**EXERCISE:** Once a line is found to contain "neighbors", copy it out of the listing.
━━━ DATA SECTION ━━━
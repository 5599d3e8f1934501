//! VoronoiDiagram aggregate
//!
//! Owns the ordered site, cell and edge sequences and exposes the
//! read-only query surface. Generation is a destructive full rebuild; the
//! pipeline assembles fresh collections and only then swaps them in, so no
//! partial diagram state is ever observable.

use glam::DVec2;
use std::cell::OnceCell;
use std::collections::HashMap;

use crate::cell::{VoronoiCell, VoronoiEdge};
use crate::config::MapConfig;
use crate::error::{Result, VoronoiError};
use crate::generation;
use crate::geometry::Rect;

#[cfg(feature = "spatial-index")]
use crate::spatial::SpatialIndex;

/// A complete bounded planar Voronoi subdivision
///
/// Cells carry their polygon, neighbors and incident edges; edges carry
/// their endpoints and the cells on either side. All cross-references are
/// integer indices into the diagram's own sequences.
///
/// # Examples
///
/// ```no_run
/// use voronoi_map::*;
///
/// let config = MapConfigBuilder::new()
///     .seed(42)
///     .site_count(128)
///     .unwrap()
///     .build()
///     .unwrap();
///
/// let diagram = VoronoiDiagram::generate(&config).unwrap();
/// println!("{} cells, {} edges", diagram.cell_count(), diagram.edge_count());
///
/// for cell in diagram.cells() {
///     // cell.vertices is the clipped polygon, cell.neighbors the adjacency
/// }
/// ```
#[derive(Clone)]
pub struct VoronoiDiagram {
    /// The domain rectangle every cell is clipped against
    bounds: Rect,

    /// Input sites, in generation order
    sites: Vec<DVec2>,

    /// Cells, indexed by cell id
    cells: Vec<VoronoiCell>,

    /// Edges, indexed by edge id
    edges: Vec<VoronoiEdge>,

    /// Set once generation has completed in full
    initialized: bool,

    /// Lazy site-index -> cell-id lookup; invalidated by every append
    site_cell_cache: OnceCell<HashMap<usize, usize>>,

    /// Lazy cell-pair -> edge-id lookup; invalidated by every append
    edge_pair_cache: OnceCell<HashMap<(usize, usize), usize>>,

    /// Nearest-site index over the sites (requires spatial-index feature)
    #[cfg(feature = "spatial-index")]
    spatial_index: Option<SpatialIndex>,
}

impl VoronoiDiagram {
    /// Create an empty, uninitialized diagram over `bounds`
    pub fn new(bounds: Rect) -> Self {
        Self {
            bounds,
            sites: Vec::new(),
            cells: Vec::new(),
            edges: Vec::new(),
            initialized: false,
            site_cell_cache: OnceCell::new(),
            edge_pair_cache: OnceCell::new(),
            #[cfg(feature = "spatial-index")]
            spatial_index: None,
        }
    }

    /// Generate a diagram from a configuration
    ///
    /// Draws `config.site_count` sites uniformly within `config.bounds`
    /// using the seeded RNG, then builds the subdivision. The same
    /// configuration always reproduces the same diagram.
    ///
    /// # Errors
    ///
    /// `InvalidArgument` if the configuration is rejected (no partial
    /// diagram is produced); `DegenerateGeometry` if the drawn site set
    /// admits no triangulation.
    pub fn generate(config: &MapConfig) -> Result<Self> {
        config.validate()?;

        let sites = generation::generate_sites(config.site_count, &config.bounds, config.seed);
        Self::from_sites(config.bounds, sites)
    }

    /// Build a diagram from an explicit site set
    ///
    /// # Errors
    ///
    /// `InvalidArgument` for fewer than 3 sites or non-positive bounds;
    /// `DegenerateGeometry` when the sites are fully collinear.
    pub fn from_sites(bounds: Rect, sites: Vec<DVec2>) -> Result<Self> {
        if sites.len() < 3 {
            return Err(VoronoiError::InvalidArgument(format!(
                "site count must be >= 3 (got {})",
                sites.len()
            )));
        }
        if bounds.width() <= 0.0 || bounds.height() <= 0.0 {
            return Err(VoronoiError::InvalidArgument(format!(
                "bounds must have positive width and height (got {} x {})",
                bounds.width(),
                bounds.height()
            )));
        }

        // Build into fresh collections first; the diagram is only touched
        // once every stage has succeeded
        let (cells, edges) = generation::generate_parts(&sites, &bounds)?;

        let mut diagram = Self::new(bounds);
        for site in sites {
            diagram.push_site(site);
        }
        for cell in cells {
            diagram.push_cell(cell);
        }
        for edge in edges {
            diagram.push_edge(edge);
        }

        #[cfg(feature = "spatial-index")]
        {
            diagram.spatial_index = Some(SpatialIndex::new(&diagram.sites));
        }

        diagram.initialized = true;
        Ok(diagram)
    }

    /// Destructively rebuild this diagram from a configuration
    ///
    /// Prior sites, cells and edges are discarded. On error the diagram is
    /// left cleared and uninitialized rather than half-rebuilt.
    pub fn regenerate(&mut self, config: &MapConfig) -> Result<()> {
        self.clear();
        *self = Self::generate(config)?;
        Ok(())
    }

    /// Empty all sequences and mark the diagram uninitialized
    pub fn clear(&mut self) {
        self.sites.clear();
        self.cells.clear();
        self.edges.clear();
        self.initialized = false;
        self.site_cell_cache = OnceCell::new();
        self.edge_pair_cache = OnceCell::new();
        #[cfg(feature = "spatial-index")]
        {
            self.spatial_index = None;
        }
    }

    /// Append a site during construction
    pub(crate) fn push_site(&mut self, site: DVec2) {
        self.sites.push(site);
        self.invalidate_caches();
    }

    /// Append a cell during construction
    pub(crate) fn push_cell(&mut self, cell: VoronoiCell) {
        self.cells.push(cell);
        self.invalidate_caches();
    }

    /// Append an edge during construction
    pub(crate) fn push_edge(&mut self, edge: VoronoiEdge) {
        self.edges.push(edge);
        self.invalidate_caches();
    }

    fn invalidate_caches(&mut self) {
        self.site_cell_cache.take();
        self.edge_pair_cache.take();
    }

    /// Whether a full generation has completed
    #[inline]
    pub fn is_initialized(&self) -> bool {
        self.initialized
    }

    /// The domain rectangle
    #[inline]
    pub fn bounds(&self) -> Rect {
        self.bounds
    }

    /// Number of sites
    #[inline]
    pub fn site_count(&self) -> usize {
        self.sites.len()
    }

    /// Number of cells (at most the site count)
    #[inline]
    pub fn cell_count(&self) -> usize {
        self.cells.len()
    }

    /// Number of edges
    #[inline]
    pub fn edge_count(&self) -> usize {
        self.edges.len()
    }

    /// All sites, in generation order
    #[inline]
    pub fn sites(&self) -> &[DVec2] {
        &self.sites
    }

    /// All cells, indexed by cell id
    #[inline]
    pub fn cells(&self) -> &[VoronoiCell] {
        &self.cells
    }

    /// All edges, indexed by edge id
    #[inline]
    pub fn edges(&self) -> &[VoronoiEdge] {
        &self.edges
    }

    /// Get a cell by id
    #[inline]
    pub fn get_cell(&self, id: usize) -> Option<&VoronoiCell> {
        self.cells.get(id)
    }

    /// Get an edge by id
    #[inline]
    pub fn get_edge(&self, id: usize) -> Option<&VoronoiEdge> {
        self.edges.get(id)
    }

    /// Find the cell built around the given site index
    ///
    /// Site and cell sequences are not positionally aligned: sites without
    /// surviving triangle incidence have no cell. The lookup map is built
    /// lazily and discarded whenever the diagram is mutated.
    pub fn cell_for_site(&self, site_index: usize) -> Option<&VoronoiCell> {
        let map = self.site_cell_cache.get_or_init(|| {
            self.cells.iter().map(|c| (c.site_index, c.id)).collect()
        });
        map.get(&site_index).map(|&id| &self.cells[id])
    }

    /// Find the interior edge separating two cells, if they are adjacent
    ///
    /// Argument order does not matter.
    pub fn edge_between(&self, cell_a: usize, cell_b: usize) -> Option<&VoronoiEdge> {
        let map = self.edge_pair_cache.get_or_init(|| {
            self.edges
                .iter()
                .filter_map(|e| {
                    e.right
                        .map(|right| ((e.left.min(right), e.left.max(right)), e.id))
                })
                .collect()
        });
        map.get(&(cell_a.min(cell_b), cell_a.max(cell_b)))
            .map(|&id| &self.edges[id])
    }

    /// Neighbor ids of a cell
    ///
    /// Returns an empty slice for an unknown cell id.
    pub fn neighbors(&self, cell_id: usize) -> &[usize] {
        self.cells
            .get(cell_id)
            .map(|c| c.neighbors.as_slice())
            .unwrap_or(&[])
    }

    /// Find the cell containing a point (requires spatial-index feature)
    ///
    /// The containing cell is the cell of the nearest site. Returns `None`
    /// on an empty diagram or when the nearest site contributed no cell
    /// (exact duplicate).
    #[cfg(feature = "spatial-index")]
    pub fn find_cell_at(&self, position: DVec2) -> Option<&VoronoiCell> {
        let index = self.spatial_index.as_ref()?;
        self.cell_for_site(index.find_nearest(position))
    }
}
━━━
**ANSWER TO THIS EXERCISE:**
/// Cells carry their polygon, neighbors and incident edges; edges carry
///     // cell.vertices is the clipped polygon, cell.neighbors the adjacency
    pub fn neighbors(&self, cell_id: usize) -> &[usize] {
            .map(|c| c.neighbors.as_slice())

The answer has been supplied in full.